- TASK TO CARRY OUT -
Could you transcribe all of the data word for word?

%%

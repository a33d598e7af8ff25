//! # Vsync Backend Tests
//!
//! Exercises the real backends against the waiter:
//!
//! 1. **Timer**: fires on the fixed-refresh grid from the scheduler thread
//! 2. **Compositor**: embedder signals from another thread
//! 3. **Config**: `build_waiter` wiring for both backend kinds
//!
//! Run with: cargo test --test backend_tests

use std::sync::Arc;
use std::thread;
use std::time::Duration;

use xian_vsync::engine::config::build_waiter_with_scheduler;
use xian_vsync::{
    BackendHandle, FireOutcome, FixedRefreshClock, FrameClock, FrameScheduler, FrameTimePoint,
    FrameTimings, NoopTaskGate, TimerBackend, VsyncConfig, VsyncWaiter, build_waiter,
};

const WAIT: Duration = Duration::from_secs(5);

fn timings(start: u64, target: u64) -> FrameTimings {
    FrameTimings::new(
        FrameTimePoint::from_nanos(start),
        FrameTimePoint::from_nanos(target),
    )
    .unwrap()
}

// ============================================================================
// TIMER BACKEND
// ============================================================================

#[test]
fn timer_backend_fires_on_the_refresh_grid() {
    let interval = Duration::from_millis(4);
    let clock = FixedRefreshClock::new(interval, Duration::ZERO).unwrap();
    let scheduler = FrameScheduler::new().unwrap();
    let waiter = VsyncWaiter::new(
        Box::new(TimerBackend::new(scheduler, clock)),
        Arc::new(NoopTaskGate),
    );

    let (tx, rx) = crossbeam_channel::unbounded();
    let requested = FrameTimePoint::now();
    waiter.async_wait_for_vsync(move |start, target| {
        tx.send((start, target, FrameTimePoint::now())).unwrap();
    });

    let (start, target, fired_at) = rx.recv_timeout(WAIT).unwrap();
    let interval_ns = interval.as_nanos() as u64;
    assert_eq!(start.as_nanos() % interval_ns, 0);
    assert_eq!(target.as_nanos() - start.as_nanos(), interval_ns);
    assert!(start >= requested);
    assert!(fired_at >= start);
}

#[test]
fn timer_backend_never_reuses_a_frame_start() {
    let clock = FixedRefreshClock::from_fps(240, Duration::ZERO).unwrap();
    let scheduler = FrameScheduler::new().unwrap();
    let waiter = VsyncWaiter::new(
        Box::new(TimerBackend::new(scheduler, clock)),
        Arc::new(NoopTaskGate),
    );

    let mut starts = Vec::new();
    for _ in 0..4 {
        let (tx, rx) = crossbeam_channel::unbounded();
        waiter.async_wait_for_vsync(move |start, _| tx.send(start).unwrap());
        starts.push(rx.recv_timeout(WAIT).unwrap());
    }

    for pair in starts.windows(2) {
        assert!(pair[1] > pair[0], "frame starts must strictly increase: {starts:?}");
    }
}

#[test]
fn waiters_can_share_one_scheduler() {
    let scheduler = FrameScheduler::new().unwrap();
    let config = VsyncConfig {
        target_fps: 120,
        ..VsyncConfig::default()
    };

    let (first, first_handle) =
        build_waiter_with_scheduler(&config, Arc::new(NoopTaskGate), Some(scheduler.clone()))
            .unwrap();
    let (second, _) =
        build_waiter_with_scheduler(&config, Arc::new(NoopTaskGate), Some(scheduler.clone()))
            .unwrap();
    match first_handle {
        BackendHandle::Timer(shared) => assert!(Arc::ptr_eq(&shared, &scheduler)),
        BackendHandle::CompositorSignal(_) => panic!("expected a timer backend"),
    }

    let (tx, rx) = crossbeam_channel::unbounded();
    let tx_second = tx.clone();
    first.async_wait_for_vsync(move |_, _| tx.send("first").unwrap());
    second.async_wait_for_vsync(move |_, _| tx_second.send("second").unwrap());

    let mut seen = vec![rx.recv_timeout(WAIT).unwrap(), rx.recv_timeout(WAIT).unwrap()];
    seen.sort_unstable();
    assert_eq!(seen, vec!["first", "second"]);
}

#[test]
fn timer_fire_after_waiter_drop_is_harmless() {
    let clock = FixedRefreshClock::new(Duration::from_millis(2), Duration::ZERO).unwrap();
    let scheduler = FrameScheduler::new().unwrap();
    let waiter = VsyncWaiter::new(
        Box::new(TimerBackend::new(scheduler.clone(), clock)),
        Arc::new(NoopTaskGate),
    );
    waiter.async_wait_for_vsync(|_, _| panic!("callback of a dropped waiter must not run"));
    drop(waiter);

    let (tx, rx) = crossbeam_channel::unbounded();
    scheduler.schedule(Duration::from_millis(20), move || tx.send(()).unwrap());
    rx.recv_timeout(WAIT).unwrap();
}

#[test]
fn fixed_clock_applies_vsync_offset() {
    let clock =
        FixedRefreshClock::new(Duration::from_nanos(100), Duration::from_nanos(30)).unwrap();
    let next = clock.next_frame(FrameTimePoint::from_nanos(131));
    assert_eq!(next.start(), FrameTimePoint::from_nanos(230));
    assert_eq!(next.target(), FrameTimePoint::from_nanos(330));

    let on_boundary = clock.next_frame(FrameTimePoint::from_nanos(130));
    assert_eq!(on_boundary.start(), FrameTimePoint::from_nanos(130));
}

// ============================================================================
// COMPOSITOR BACKEND
// ============================================================================

#[test]
fn compositor_signal_from_another_thread() {
    let (waiter, handle) = build_waiter(&VsyncConfig::default(), Arc::new(NoopTaskGate)).unwrap();
    let signal = handle.compositor_signal().unwrap().clone();

    let (tx, rx) = crossbeam_channel::unbounded();
    waiter.async_wait_for_vsync(move |start, target| {
        tx.send((start.as_nanos(), target.as_nanos())).unwrap();
    });
    assert!(signal.is_awaiting());

    let outcome = thread::spawn(move || signal.signal(timings(1_000, 17_666)))
        .join()
        .unwrap();
    assert!(outcome.delivered());
    assert_eq!(rx.recv_timeout(WAIT).unwrap(), (1_000, 17_666));
}

#[test]
fn compositor_signal_after_dispose_is_a_noop() {
    let (waiter, handle) = build_waiter(&VsyncConfig::default(), Arc::new(NoopTaskGate)).unwrap();
    let signal = handle.compositor_signal().unwrap().clone();

    waiter.async_wait_for_vsync(|_, _| panic!("disposed waiter must not deliver"));
    waiter.dispose();

    assert_eq!(signal.signal(timings(0, 16)), FireOutcome::Disposed);
    assert_eq!(signal.signal(timings(16, 32)), FireOutcome::Empty);
}

#[test]
fn compositor_signal_after_direct_fire_delivers_the_next_wait() {
    let (waiter, handle) = build_waiter(&VsyncConfig::default(), Arc::new(NoopTaskGate)).unwrap();
    let signal = handle.compositor_signal().unwrap().clone();

    let (tx, rx) = crossbeam_channel::unbounded();
    let first = tx.clone();
    waiter.async_wait_for_vsync(move |start, _| first.send(("a", start.as_nanos())).unwrap());
    waiter.fire_callback(
        FrameTimePoint::from_nanos(100),
        FrameTimePoint::from_nanos(116),
        true,
    );
    assert_eq!(rx.try_recv().unwrap(), ("a", 100));
    assert!(signal.is_awaiting());

    waiter.async_wait_for_vsync(move |start, _| tx.send(("b", start.as_nanos())).unwrap());
    assert!(signal.signal(timings(116, 132)).delivered());
    assert_eq!(rx.try_recv().unwrap(), ("b", 116));
    assert!(!signal.is_awaiting());
    assert_eq!(signal.signal(timings(132, 148)), FireOutcome::Empty);
}

#[test]
fn invalid_config_is_rejected() {
    let err = VsyncConfig::from_toml_str("target_fps = -1").unwrap_err();
    assert!(err.to_string().contains("config"), "unexpected error: {err}");
}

%%

- RESPONSE -
repository a33d598e7af8ff25
//! # Vsync Backend Tests
//!
//! Exercises the real backends against the waiter:
//!
//! 1. **Timer**: fires on the fixed-refresh grid from the scheduler thread
//! 2. **Compositor**: embedder signals from another thread
//! 3. **Config**: `build_waiter` wiring for both backend kinds
//!
//! Run with: cargo test --test backend_tests

use std::sync::Arc;
use std::thread;
use std::time::Duration;

use xian_vsync::engine::config::build_waiter_with_scheduler;
use xian_vsync::{
    BackendHandle, FireOutcome, FixedRefreshClock, FrameClock, FrameScheduler, FrameTimePoint,
    FrameTimings, NoopTaskGate, TimerBackend, VsyncConfig, VsyncWaiter, build_waiter,
};

const WAIT: Duration = Duration::from_secs(5);

fn timings(start: u64, target: u64) -> FrameTimings {
    FrameTimings::new(
        FrameTimePoint::from_nanos(start),
        FrameTimePoint::from_nanos(target),
    )
    .unwrap()
}

// ============================================================================
// TIMER BACKEND
// ============================================================================

#[test]
fn timer_backend_fires_on_the_refresh_grid() {
    let interval = Duration::from_millis(4);
    let clock = FixedRefreshClock::new(interval, Duration::ZERO).unwrap();
    let scheduler = FrameScheduler::new().unwrap();
    let waiter = VsyncWaiter::new(
        Box::new(TimerBackend::new(scheduler, clock)),
        Arc::new(NoopTaskGate),
    );

    let (tx, rx) = crossbeam_channel::unbounded();
    let requested = FrameTimePoint::now();
    waiter.async_wait_for_vsync(move |start, target| {
        tx.send((start, target, FrameTimePoint::now())).unwrap();
    });

    let (start, target, fired_at) = rx.recv_timeout(WAIT).unwrap();
    let interval_ns = interval.as_nanos() as u64;
    assert_eq!(start.as_nanos() % interval_ns, 0);
    assert_eq!(target.as_nanos() - start.as_nanos(), interval_ns);
    assert!(start >= requested);
    assert!(fired_at >= start);
}

#[test]
fn timer_backend_never_reuses_a_frame_start() {
    let clock = FixedRefreshClock::from_fps(240, Duration::ZERO).unwrap();
    let scheduler = FrameScheduler::new().unwrap();
    let waiter = VsyncWaiter::new(
        Box::new(TimerBackend::new(scheduler, clock)),
        Arc::new(NoopTaskGate),
    );

    let mut starts = Vec::new();
    for _ in 0..4 {
        let (tx, rx) = crossbeam_channel::unbounded();
        waiter.async_wait_for_vsync(move |start, _| tx.send(start).unwrap());
        starts.push(rx.recv_timeout(WAIT).unwrap());
    }

    for pair in starts.windows(2) {
        assert!(pair[1] > pair[0], "frame starts must strictly increase: {starts:?}");
    }
}

#[test]
fn waiters_can_share_one_scheduler() {
    let scheduler = FrameScheduler::new().unwrap();
    let config = VsyncConfig {
        target_fps: 120,
        ..VsyncConfig::default()
    };

    let (first, first_handle) =
        build_waiter_with_scheduler(&config, Arc::new(NoopTaskGate), Some(scheduler.clone()))
            .unwrap();
    let (second, _) =
        build_waiter_with_scheduler(&config, Arc::new(NoopTaskGate), Some(scheduler.clone()))
            .unwrap();
    match first_handle {
        BackendHandle::Timer(shared) => assert!(Arc::ptr_eq(&shared, &scheduler)),
        BackendHandle::CompositorSignal(_) => panic!("expected a timer backend"),
    }

    let (tx, rx) = crossbeam_channel::unbounded();
    let tx_second = tx.clone();
    first.async_wait_for_vsync(move |_, _| tx.send("first").unwrap());
    second.async_wait_for_vsync(move |_, _| tx_second.send("second").unwrap());

    let mut seen = vec![rx.recv_timeout(WAIT).unwrap(), rx.recv_timeout(WAIT).unwrap()];
    seen.sort_unstable();
    assert_eq!(seen, vec!["first", "second"]);
}

#[test]
fn timer_fire_after_waiter_drop_is_harmless() {
    let clock = FixedRefreshClock::new(Duration::from_millis(2), Duration::ZERO).unwrap();
    let scheduler = FrameScheduler::new().unwrap();
    let waiter = VsyncWaiter::new(
        Box::new(TimerBackend::new(scheduler.clone(), clock)),
        Arc::new(NoopTaskGate),
    );
    waiter.async_wait_for_vsync(|_, _| panic!("callback of a dropped waiter must not run"));
    drop(waiter);

    let (tx, rx) = crossbeam_channel::unbounded();
    scheduler.schedule(Duration::from_millis(20), move || tx.send(()).unwrap());
    rx.recv_timeout(WAIT).unwrap();
}

#[test]
fn fixed_clock_applies_vsync_offset() {
    let clock =
        FixedRefreshClock::new(Duration::from_nanos(100), Duration::from_nanos(30)).unwrap();
    let next = clock.next_frame(FrameTimePoint::from_nanos(131));
    assert_eq!(next.start(), FrameTimePoint::from_nanos(230));
    assert_eq!(next.target(), FrameTimePoint::from_nanos(330));

    let on_boundary = clock.next_frame(FrameTimePoint::from_nanos(130));
    assert_eq!(on_boundary.start(), FrameTimePoint::from_nanos(130));
}

// ============================================================================
// COMPOSITOR BACKEND
// ============================================================================

#[test]
fn compositor_signal_from_another_thread() {
    let (waiter, handle) = build_waiter(&VsyncConfig::default(), Arc::new(NoopTaskGate)).unwrap();
    let signal = handle.compositor_signal().unwrap().clone();

    let (tx, rx) = crossbeam_channel::unbounded();
    waiter.async_wait_for_vsync(move |start, target| {
        tx.send((start.as_nanos(), target.as_nanos())).unwrap();
    });
    assert!(signal.is_awaiting());

    let outcome = thread::spawn(move || signal.signal(timings(1_000, 17_666)))
        .join()
        .unwrap();
    assert!(outcome.delivered());
    assert_eq!(rx.recv_timeout(WAIT).unwrap(), (1_000, 17_666));
}

#[test]
fn compositor_signal_after_dispose_is_a_noop() {
    let (waiter, handle) = build_waiter(&VsyncConfig::default(), Arc::new(NoopTaskGate)).unwrap();
    let signal = handle.compositor_signal().unwrap().clone();

    waiter.async_wait_for_vsync(|_, _| panic!("disposed waiter must not deliver"));
    waiter.dispose();

    assert_eq!(signal.signal(timings(0, 16)), FireOutcome::Disposed);
    assert_eq!(signal.signal(timings(16, 32)), FireOutcome::Empty);
}

#[test]
fn compositor_signal_after_direct_fire_delivers_the_next_wait() {
    let (waiter, handle) = build_waiter(&VsyncConfig::default(), Arc::new(NoopTaskGate)).unwrap();
    let signal = handle.compositor_signal().unwrap().clone();

    let (tx, rx) = crossbeam_channel::unbounded();
    let first = tx.clone();
    waiter.async_wait_for_vsync(move |start, _| first.send(("a", start.as_nanos())).unwrap());
    waiter.fire_callback(
        FrameTimePoint::from_nanos(100),
        FrameTimePoint::from_nanos(116),
        true,
    );
    assert_eq!(rx.try_recv().unwrap(), ("a", 100));
    assert!(signal.is_awaiting());

    waiter.async_wait_for_vsync(move |start, _| tx.send(("b", start.as_nanos())).unwrap());
    assert!(signal.signal(timings(116, 132)).delivered());
    assert_eq!(rx.try_recv().unwrap(), ("b", 116));
    assert!(!signal.is_awaiting());
    assert_eq!(signal.signal(timings(132, 148)), FireOutcome::Empty);
}

#[test]
fn invalid_config_is_rejected() {
    let err = VsyncConfig::from_toml_str("target_fps = -1").unwrap_err();
    assert!(err.to_string().contains("config"), "unexpected error: {err}");
}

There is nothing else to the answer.